#### [THE TASK]
Beneath this line are the data; copy exactly the part of them that opens with the line containing "Self::table().get_entry(folded.as_str())" and closes with the line containing "to the base unit.", and only that part.

··· ENTRIES SHOWN

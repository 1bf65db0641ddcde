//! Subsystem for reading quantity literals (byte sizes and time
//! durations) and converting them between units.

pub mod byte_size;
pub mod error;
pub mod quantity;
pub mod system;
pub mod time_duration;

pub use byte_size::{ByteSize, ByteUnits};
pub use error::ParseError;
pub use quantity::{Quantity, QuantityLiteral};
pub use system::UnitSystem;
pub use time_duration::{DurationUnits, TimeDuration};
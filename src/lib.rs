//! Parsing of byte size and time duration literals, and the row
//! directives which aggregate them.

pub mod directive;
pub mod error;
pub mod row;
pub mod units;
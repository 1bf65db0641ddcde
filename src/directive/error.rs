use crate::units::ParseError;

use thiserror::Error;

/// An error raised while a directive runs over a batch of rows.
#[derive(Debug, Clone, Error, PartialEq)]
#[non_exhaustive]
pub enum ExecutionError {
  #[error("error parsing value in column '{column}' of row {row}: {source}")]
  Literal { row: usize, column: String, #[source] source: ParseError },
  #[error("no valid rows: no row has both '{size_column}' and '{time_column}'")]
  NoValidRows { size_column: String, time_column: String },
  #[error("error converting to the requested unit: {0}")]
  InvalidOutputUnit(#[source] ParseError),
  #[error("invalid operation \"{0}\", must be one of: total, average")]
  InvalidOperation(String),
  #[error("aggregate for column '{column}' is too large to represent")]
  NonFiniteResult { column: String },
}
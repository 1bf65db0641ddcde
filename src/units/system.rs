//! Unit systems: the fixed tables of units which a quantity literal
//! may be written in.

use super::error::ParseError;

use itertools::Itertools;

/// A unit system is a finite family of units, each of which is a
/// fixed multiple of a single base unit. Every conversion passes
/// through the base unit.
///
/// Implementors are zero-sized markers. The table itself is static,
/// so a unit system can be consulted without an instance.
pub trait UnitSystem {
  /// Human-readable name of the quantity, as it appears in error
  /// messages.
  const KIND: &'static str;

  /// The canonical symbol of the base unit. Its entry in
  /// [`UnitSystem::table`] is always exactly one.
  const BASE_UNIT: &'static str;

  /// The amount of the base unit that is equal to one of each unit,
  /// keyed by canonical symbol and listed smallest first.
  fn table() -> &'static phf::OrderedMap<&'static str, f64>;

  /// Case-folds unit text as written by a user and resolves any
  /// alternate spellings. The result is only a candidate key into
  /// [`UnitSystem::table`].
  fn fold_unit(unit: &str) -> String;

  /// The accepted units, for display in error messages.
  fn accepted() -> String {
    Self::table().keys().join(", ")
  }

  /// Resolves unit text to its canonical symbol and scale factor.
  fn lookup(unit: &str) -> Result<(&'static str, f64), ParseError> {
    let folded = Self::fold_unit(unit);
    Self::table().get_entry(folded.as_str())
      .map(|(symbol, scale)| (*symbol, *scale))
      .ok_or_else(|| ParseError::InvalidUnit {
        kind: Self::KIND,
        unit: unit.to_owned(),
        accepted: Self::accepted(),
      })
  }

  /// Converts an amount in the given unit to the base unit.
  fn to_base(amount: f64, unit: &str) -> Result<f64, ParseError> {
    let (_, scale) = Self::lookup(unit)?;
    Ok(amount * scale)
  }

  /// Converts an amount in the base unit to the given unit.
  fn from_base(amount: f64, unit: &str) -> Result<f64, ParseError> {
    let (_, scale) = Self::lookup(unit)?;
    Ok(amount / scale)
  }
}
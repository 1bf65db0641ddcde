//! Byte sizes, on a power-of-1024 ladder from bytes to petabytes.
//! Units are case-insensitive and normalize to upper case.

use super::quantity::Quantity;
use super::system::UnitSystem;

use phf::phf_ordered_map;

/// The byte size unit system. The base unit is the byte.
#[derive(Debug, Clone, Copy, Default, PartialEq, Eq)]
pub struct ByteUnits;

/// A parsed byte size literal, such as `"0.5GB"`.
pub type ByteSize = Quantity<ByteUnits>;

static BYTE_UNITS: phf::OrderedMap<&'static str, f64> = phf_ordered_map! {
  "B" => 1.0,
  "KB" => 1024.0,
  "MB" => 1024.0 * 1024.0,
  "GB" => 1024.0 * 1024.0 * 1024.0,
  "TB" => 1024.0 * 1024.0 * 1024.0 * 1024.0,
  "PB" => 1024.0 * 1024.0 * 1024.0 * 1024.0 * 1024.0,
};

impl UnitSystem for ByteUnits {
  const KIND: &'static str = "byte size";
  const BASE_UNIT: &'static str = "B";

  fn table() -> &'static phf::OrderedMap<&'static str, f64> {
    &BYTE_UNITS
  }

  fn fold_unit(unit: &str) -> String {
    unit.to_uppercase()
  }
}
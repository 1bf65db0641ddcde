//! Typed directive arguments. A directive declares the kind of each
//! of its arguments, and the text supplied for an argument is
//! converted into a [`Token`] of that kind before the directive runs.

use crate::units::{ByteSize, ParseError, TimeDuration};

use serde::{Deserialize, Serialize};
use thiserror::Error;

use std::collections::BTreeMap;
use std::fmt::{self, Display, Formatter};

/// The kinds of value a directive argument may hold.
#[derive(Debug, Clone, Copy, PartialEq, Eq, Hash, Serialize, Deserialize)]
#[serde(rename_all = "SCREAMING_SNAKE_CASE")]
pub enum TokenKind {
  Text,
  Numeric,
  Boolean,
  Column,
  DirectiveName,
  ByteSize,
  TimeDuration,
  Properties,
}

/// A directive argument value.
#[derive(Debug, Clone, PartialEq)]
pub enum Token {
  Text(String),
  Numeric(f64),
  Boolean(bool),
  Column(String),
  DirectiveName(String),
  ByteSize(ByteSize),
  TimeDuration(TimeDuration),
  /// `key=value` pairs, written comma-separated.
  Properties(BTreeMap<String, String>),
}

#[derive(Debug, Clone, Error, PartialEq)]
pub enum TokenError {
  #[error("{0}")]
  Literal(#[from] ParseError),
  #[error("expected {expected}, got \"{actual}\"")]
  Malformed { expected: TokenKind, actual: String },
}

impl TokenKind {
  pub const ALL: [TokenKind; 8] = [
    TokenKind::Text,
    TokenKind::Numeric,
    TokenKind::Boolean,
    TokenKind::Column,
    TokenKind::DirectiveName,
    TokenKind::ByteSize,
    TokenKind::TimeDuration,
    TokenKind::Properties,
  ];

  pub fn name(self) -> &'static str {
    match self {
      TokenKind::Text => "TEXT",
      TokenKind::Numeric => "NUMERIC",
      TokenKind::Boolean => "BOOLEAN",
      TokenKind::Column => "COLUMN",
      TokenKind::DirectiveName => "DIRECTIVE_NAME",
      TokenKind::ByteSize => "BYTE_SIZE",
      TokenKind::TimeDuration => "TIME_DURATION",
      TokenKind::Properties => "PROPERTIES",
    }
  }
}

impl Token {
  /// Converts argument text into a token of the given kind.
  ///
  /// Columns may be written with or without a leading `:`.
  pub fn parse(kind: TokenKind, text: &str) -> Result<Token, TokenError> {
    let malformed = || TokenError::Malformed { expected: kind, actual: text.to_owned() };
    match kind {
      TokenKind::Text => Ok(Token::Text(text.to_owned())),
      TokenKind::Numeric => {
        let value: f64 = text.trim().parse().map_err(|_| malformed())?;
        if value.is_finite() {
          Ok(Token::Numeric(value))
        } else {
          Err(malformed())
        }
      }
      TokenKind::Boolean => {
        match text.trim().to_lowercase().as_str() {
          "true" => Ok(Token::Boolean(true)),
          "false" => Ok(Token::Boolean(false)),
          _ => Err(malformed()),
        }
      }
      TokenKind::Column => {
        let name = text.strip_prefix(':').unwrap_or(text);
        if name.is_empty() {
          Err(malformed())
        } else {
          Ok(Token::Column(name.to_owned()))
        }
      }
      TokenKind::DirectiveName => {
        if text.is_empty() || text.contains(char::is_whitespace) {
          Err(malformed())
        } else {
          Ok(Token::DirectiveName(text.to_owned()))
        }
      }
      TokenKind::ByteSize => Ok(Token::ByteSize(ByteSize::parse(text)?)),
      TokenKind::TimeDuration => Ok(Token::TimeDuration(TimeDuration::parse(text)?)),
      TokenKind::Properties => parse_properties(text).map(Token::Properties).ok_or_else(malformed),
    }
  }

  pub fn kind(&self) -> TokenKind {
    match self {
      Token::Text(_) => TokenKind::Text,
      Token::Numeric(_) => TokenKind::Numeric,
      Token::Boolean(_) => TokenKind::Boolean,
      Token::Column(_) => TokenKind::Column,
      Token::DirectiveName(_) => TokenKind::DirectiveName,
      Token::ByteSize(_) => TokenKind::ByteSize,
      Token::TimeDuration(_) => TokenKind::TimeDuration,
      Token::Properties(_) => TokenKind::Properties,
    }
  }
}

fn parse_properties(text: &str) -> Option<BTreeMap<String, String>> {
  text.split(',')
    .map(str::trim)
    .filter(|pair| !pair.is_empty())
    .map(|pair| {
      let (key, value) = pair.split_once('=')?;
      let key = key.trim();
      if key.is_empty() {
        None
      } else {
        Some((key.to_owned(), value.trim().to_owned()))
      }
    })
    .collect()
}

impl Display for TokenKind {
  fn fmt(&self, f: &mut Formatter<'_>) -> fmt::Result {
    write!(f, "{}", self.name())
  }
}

······

#### [RESPONSE AREA]
    Self::table().get_entry(folded.as_str())
      .map(|(symbol, scale)| (*symbol, *scale))
      .ok_or_else(|| ParseError::InvalidUnit {
        kind: Self::KIND,
        unit: unit.to_owned(),
        accepted: Self::accepted(),
      })
  }

  /// Converts an amount in the given unit to the base unit.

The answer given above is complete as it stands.